How to implement an efficient _mm256_madd_epi8?

Question

Intel provides a C style function named _mm256_madd_epi16, which basically

__m256i _mm256_madd_epi16 (__m256i a, __m256i b)

Multiply packed signed 16-bit integers in a and b, producing intermediate signed 32-bit integers. Horizontally add adjacent pairs of intermediate 32-bit integers, and pack the results in dst.

Now I have two __m256i variables, each of them has 32 8-bit int in it.

I want to implement the same functionality as _mm256_madd_epi16 does, but each int32_t element in the result __m256i is the sum of four products of signed char instead of two pairs of signed int16_t.

I can do that in a scalar loop:

  alignas(32) uint32_t res[8];
  for (int i = 0; i < 32; ++i)
      res[i / 4] += _mm256_extract_epi8(a, i) * _mm256_extract_epi8(b, i);
  return _mm256_load_si256((__m256i*)res);

Note that the multiply result is sign-extended to int before adding, and that the _mm256_extract_epi8 helper function¹ returns signed __int8. Nevermind that the total is uint32_t instead of int32_t; it can't overflow anyway with only four 8x8 => 16-bit numbers to add.

It looks very ugly, and doesn't runs efficiently unless the compiler does some magic to do it with SIMD instead of compiling as written to scalar extraction.

Footnote 1: _mm256_extract_epi8 is not an intrinsic. vpextrb only works for the low lane of a 256-bit vector, and this helper function may allow an index that isn't a compile-time constant.

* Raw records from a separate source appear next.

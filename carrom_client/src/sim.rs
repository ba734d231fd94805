//! Scripted play without a display, for the headless binary and tests

use std::sync::atomic::{AtomicU64, Ordering};

use carrom_core::GestureRejection;
use glam::Vec2;
use session_sync::Environment;

use crate::app::App;
use crate::error::ClientError;
use crate::game::UiHooks;
use crate::input::PointerEvent;

pub const FRAME_DT: f32 = 1.0 / 60.0;
pub const FRAME_MS: u64 = 16;

/// Drags cycled through by scripted players, relative to the striker
pub const DEFAULT_DRAGS: [Vec2; 5] = [
    Vec2::new(0.0, 80.0),
    Vec2::new(25.0, 70.0),
    Vec2::new(-30.0, 75.0),
    Vec2::new(10.0, 95.0),
    Vec2::new(-15.0, 60.0),
];

/// Manually advanced clock shared by simulated clients
#[derive(Debug, Default)]
pub struct SimClock {
    now_ms: AtomicU64,
}

impl SimClock {
    pub fn new(start_ms: u64) -> Self {
        Self {
            now_ms: AtomicU64::new(start_ms),
        }
    }

    pub fn advance(&self, ms: u64) {
        self.now_ms.fetch_add(ms, Ordering::SeqCst);
    }
}

impl Environment for SimClock {
    fn now_ms(&self) -> u64 {
        self.now_ms.load(Ordering::SeqCst)
    }
}

/// Press on the striker, drag by `drag` and release
pub fn take_shot<H: UiHooks>(app: &mut App<H>, drag: Vec2) -> Result<(), ClientError> {
    let striker = app
        .game()
        .ok_or(ClientError::NoGame)?
        .physics()
        .striker_position()
        .ok_or(GestureRejection::NoStriker)?;
    app.handle_pointer(PointerEvent::Down(striker))?;
    app.handle_pointer(PointerEvent::Move(striker + drag))?;
    app.handle_pointer(PointerEvent::Up)
}

/// Whether this client is idle and may shoot
pub fn ready_to_shoot<H: UiHooks>(app: &App<H>) -> bool {
    app.game().is_some_and(|game| game.can_shoot())
}

/// Whether this client's game has ended
pub fn finished<H: UiHooks>(app: &App<H>) -> bool {
    app.game().is_some_and(|game| game.is_finished())
}
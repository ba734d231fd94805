use glam::Vec2;
use hecs::{Entity, Without, World};

use crate::{
    create_piece, create_striker, rack_layout, tick, Body, BodyKind, Board, Config, Events,
    FixedClock, PendingRemoval, PhysicsError, PhysicsEvent, PlayerNumber,
};

/// Identity of a body in the physics world
pub type BodyId = Entity;

/// Owns every body on the board and advances them in fixed ticks
pub struct PhysicsWorld {
    world: World,
    board: Board,
    config: Config,
    clock: FixedClock,
    events: Events,
    striker: Option<Entity>,
}

impl PhysicsWorld {
    pub fn new(config: Config) -> Self {
        Self {
            world: World::new(),
            board: Board::from_config(&config),
            clock: FixedClock::new(config.fixed_dt, config.max_dt),
            config,
            events: Events::new(),
            striker: None,
        }
    }

    pub fn board(&self) -> &Board {
        &self.board
    }

    pub fn config(&self) -> &Config {
        &self.config
    }

    /// Number of fixed ticks simulated so far
    pub fn tick_count(&self) -> u64 {
        self.clock.tick
    }

    /// Add a body; a new striker replaces the current one
    pub fn add_body(&mut self, body: Body) -> BodyId {
        if body.kind == BodyKind::Striker {
            self.clear_striker();
        }
        let entity = self.world.spawn((body,));
        if body.kind == BodyKind::Striker {
            self.striker = Some(entity);
        }
        entity
    }

    /// Remove a body immediately, returning its last state
    pub fn remove_body(&mut self, id: BodyId) -> Result<Body, PhysicsError> {
        let body = *self
            .world
            .get::<&Body>(id)
            .map_err(|_| PhysicsError::UnknownBody(id))?;
        let _ = self.world.despawn(id);
        if self.striker == Some(id) {
            self.striker = None;
        }
        Ok(body)
    }

    /// Queue an impulse; it becomes velocity on the next tick
    pub fn apply_impulse(&mut self, id: BodyId, force: Vec2) -> Result<(), PhysicsError> {
        if self.world.get::<&PendingRemoval>(id).is_ok() {
            return Err(PhysicsError::Captured(id));
        }
        let mut body = self
            .world
            .get::<&mut Body>(id)
            .map_err(|_| PhysicsError::UnknownBody(id))?;
        body.force += force;
        Ok(())
    }

    /// Spawn a fresh striker, clamped into the interior
    pub fn spawn_striker(&mut self, pos: Vec2) -> BodyId {
        self.clear_striker();
        let pos = self.board.clamp(pos, self.config.striker_radius);
        let entity = create_striker(&mut self.world, &self.config, pos);
        self.striker = Some(entity);
        entity
    }

    /// Move the resting striker, e.g. to where a remote shot was taken
    pub fn place_striker(&mut self, pos: Vec2) -> Result<(), PhysicsError> {
        let id = self.striker.ok_or(PhysicsError::NoStriker)?;
        let pos = self.board.clamp(pos, self.config.striker_radius);
        let mut body = self
            .world
            .get::<&mut Body>(id)
            .map_err(|_| PhysicsError::UnknownBody(id))?;
        body.pos = pos;
        body.vel = Vec2::ZERO;
        body.force = Vec2::ZERO;
        Ok(())
    }

    fn clear_striker(&mut self) {
        if let Some(previous) = self.striker.take() {
            let _ = self.world.despawn(previous);
        }
    }

    pub fn striker(&self) -> Option<BodyId> {
        self.striker
    }

    pub fn striker_position(&self) -> Option<Vec2> {
        let id = self.striker?;
        self.world.get::<&Body>(id).ok().map(|body| body.pos)
    }

    /// Replace all pieces with the standard rack around the board center
    pub fn rack(&mut self) {
        let pieces: Vec<Entity> = self
            .world
            .query::<&Body>()
            .iter()
            .filter(|(_, body)| body.kind.is_piece())
            .map(|(entity, _)| entity)
            .collect();
        for entity in pieces {
            let _ = self.world.despawn(entity);
        }
        for (kind, pos) in rack_layout(&self.config, self.board.center()) {
            create_piece(&mut self.world, &self.config, kind, pos);
        }
    }

    /// Accumulate frame time and run every whole tick that is due
    ///
    /// Returns the number of ticks simulated.
    pub fn step(&mut self, dt: f32, shooter: PlayerNumber) -> u32 {
        let due = self.accumulate(dt);
        for _ in 0..due {
            self.tick(shooter);
        }
        due
    }

    /// Add frame time without simulating; returns how many ticks are due
    ///
    /// For callers that need to inspect the world between ticks.
    pub fn accumulate(&mut self, dt: f32) -> u32 {
        self.clock.advance(dt)
    }

    /// Run exactly one fixed tick
    pub fn tick(&mut self, shooter: PlayerNumber) {
        let captured = tick(
            &mut self.world,
            &self.board,
            &self.config,
            &mut self.events,
            shooter,
        );
        if let Some(striker) = self.striker {
            if captured.contains(&striker) {
                log::debug!("Striker pocketed");
                self.striker = None;
            }
        }
        self.clock.tick += 1;
    }

    pub fn body(&self, id: BodyId) -> Option<Body> {
        self.world.get::<&Body>(id).ok().map(|body| *body)
    }

    /// Live bodies in entity order (captured bodies excluded)
    pub fn bodies(&self) -> Vec<(BodyId, Body)> {
        let mut bodies: Vec<(BodyId, Body)> = self
            .world
            .query::<Without<&Body, &PendingRemoval>>()
            .iter()
            .map(|(entity, body)| (entity, *body))
            .collect();
        bodies.sort_by_key(|(entity, _)| entity.id());
        bodies
    }

    /// Captured bodies still waiting for despawn
    pub fn pending_removals(&self) -> Vec<(BodyId, Body)> {
        let mut bodies: Vec<(BodyId, Body)> = self
            .world
            .query::<(&Body, &PendingRemoval)>()
            .iter()
            .map(|(entity, (body, _))| (entity, *body))
            .collect();
        bodies.sort_by_key(|(entity, _)| entity.id());
        bodies
    }

    pub fn has_pending_removals(&self) -> bool {
        self.world
            .query::<&PendingRemoval>()
            .iter()
            .next()
            .is_some()
    }

    /// Number of live pieces left (striker excluded)
    pub fn piece_count(&self) -> usize {
        self.world
            .query::<Without<&Body, &PendingRemoval>>()
            .iter()
            .filter(|(_, body)| body.kind.is_piece())
            .count()
    }

    /// True when every live body moves slower than `epsilon` units per tick
    pub fn is_at_rest(&self, epsilon: f32) -> bool {
        self.world
            .query::<Without<&Body, &PendingRemoval>>()
            .iter()
            .all(|(_, body)| body.speed() < epsilon)
    }

    /// Zero the residual velocity of every live body
    pub fn settle(&mut self) {
        for (_entity, body) in self
            .world
            .query_mut::<Without<&mut Body, &PendingRemoval>>()
        {
            body.vel = Vec2::ZERO;
        }
    }

    pub fn kinetic_energy(&self) -> f32 {
        self.world
            .query::<Without<&Body, &PendingRemoval>>()
            .iter()
            .map(|(_, body)| body.kinetic_energy())
            .sum()
    }

    /// Take every event reported since the last drain
    pub fn drain_events(&mut self) -> Vec<PhysicsEvent> {
        self.events.drain()
    }
}

impl Default for PhysicsWorld {
    fn default() -> Self {
        Self::new(Config::default())
    }
}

Note that `int` is not a fixed-size integer type. If you want a 32-bit unsigned type use `uint32_t` explicitly. — Some programmer dude, Jul 17 '18 at 13:13
@Someprogrammerdude: All compilers that implement Intel's intrinsics have 32-bit `int`, so it's not really wrong to make assumptions about `int` in code that uses intrinsincs. [`_mm_cvtsi128_si32` (`movd`) and many other intrinsics actually return `int`](https://software.intel.com/sites/landingpage/IntrinsicsGuide/#expand=4090,1810&text=int%2520_mm_), and other take an `int` arg instead of `int32_t`. By specifying intrinsics this way, Intel basically requires an ABI where `int` is (at least?) 32-bit for them to be supported. All that said, I do typically use `int32_t` if that's what I mean. — Peter Cordes, Jul 17 '18 at 13:59
@AmorFati: Can you use `pmaddubsw` as a building block for your use-case? It's a vertical-multiply / horizontal-add like `pmaddwd`, but with one input considered unsigned. So it might not be usable for your use-case. — Peter Cordes, Jul 17 '18 at 14:02
Your sample implementation doesn't make sense. Did you mean `+=` instead of `=`? Because you currently have 3 dead stores before only keeping the result from the 4th byte of each group. Also, you have a strict-aliasing violation using a `uint32_t*` to access an object of a different type. Only `char*` and `__m256i*`/`__m128*` / other `__m... *` pointers can safely alias other objects. — Peter Cordes, Jul 17 '18 at 14:05
Also note that `extract` needs a compile-time-constant index, so this will only compile if the compiler fully unrolls the loop. — Peter Cordes, Jul 17 '18 at 14:08
@PeterCordes Great explanation, thanks a lot! The code does compile with clang even if I remove -O3 flag. — Amor Fati, Jul 17 '18 at 14:18
I don't see the point of that update with `_mm256_add_epi32`. Are you saying `__m256i sum = _mm256_madd_epi8(foo, bar);` gives a different result from adding to `setzero()`? If that's the case, you did something wrong or your compiler is broken. Or are you just showing the `sum = add(sum, madd_epi8(foo,bar))` that you'd use inside a loop? — Peter Cordes, Jul 20 '18 at 02:56
You should probably ask a different question about debugging, showing a full [mcve] where you get different results one way vs. the other. Don't clutter up this question with debugging, leave this one about optimizing for one pair of vectors. — Peter Cordes, Jul 20 '18 at 03:01

Peter Cordes · Accepted Answer · 2018-07-20T02:32:48.790

If one of your inputs is known to always be non-negative, you can use pmaddubsw; the 8->16 bit equivalent of pmaddwd. It does signed saturation to 16 bits if the sum overflows, which is possible, so you might need to avoid it if that's a problem for your case.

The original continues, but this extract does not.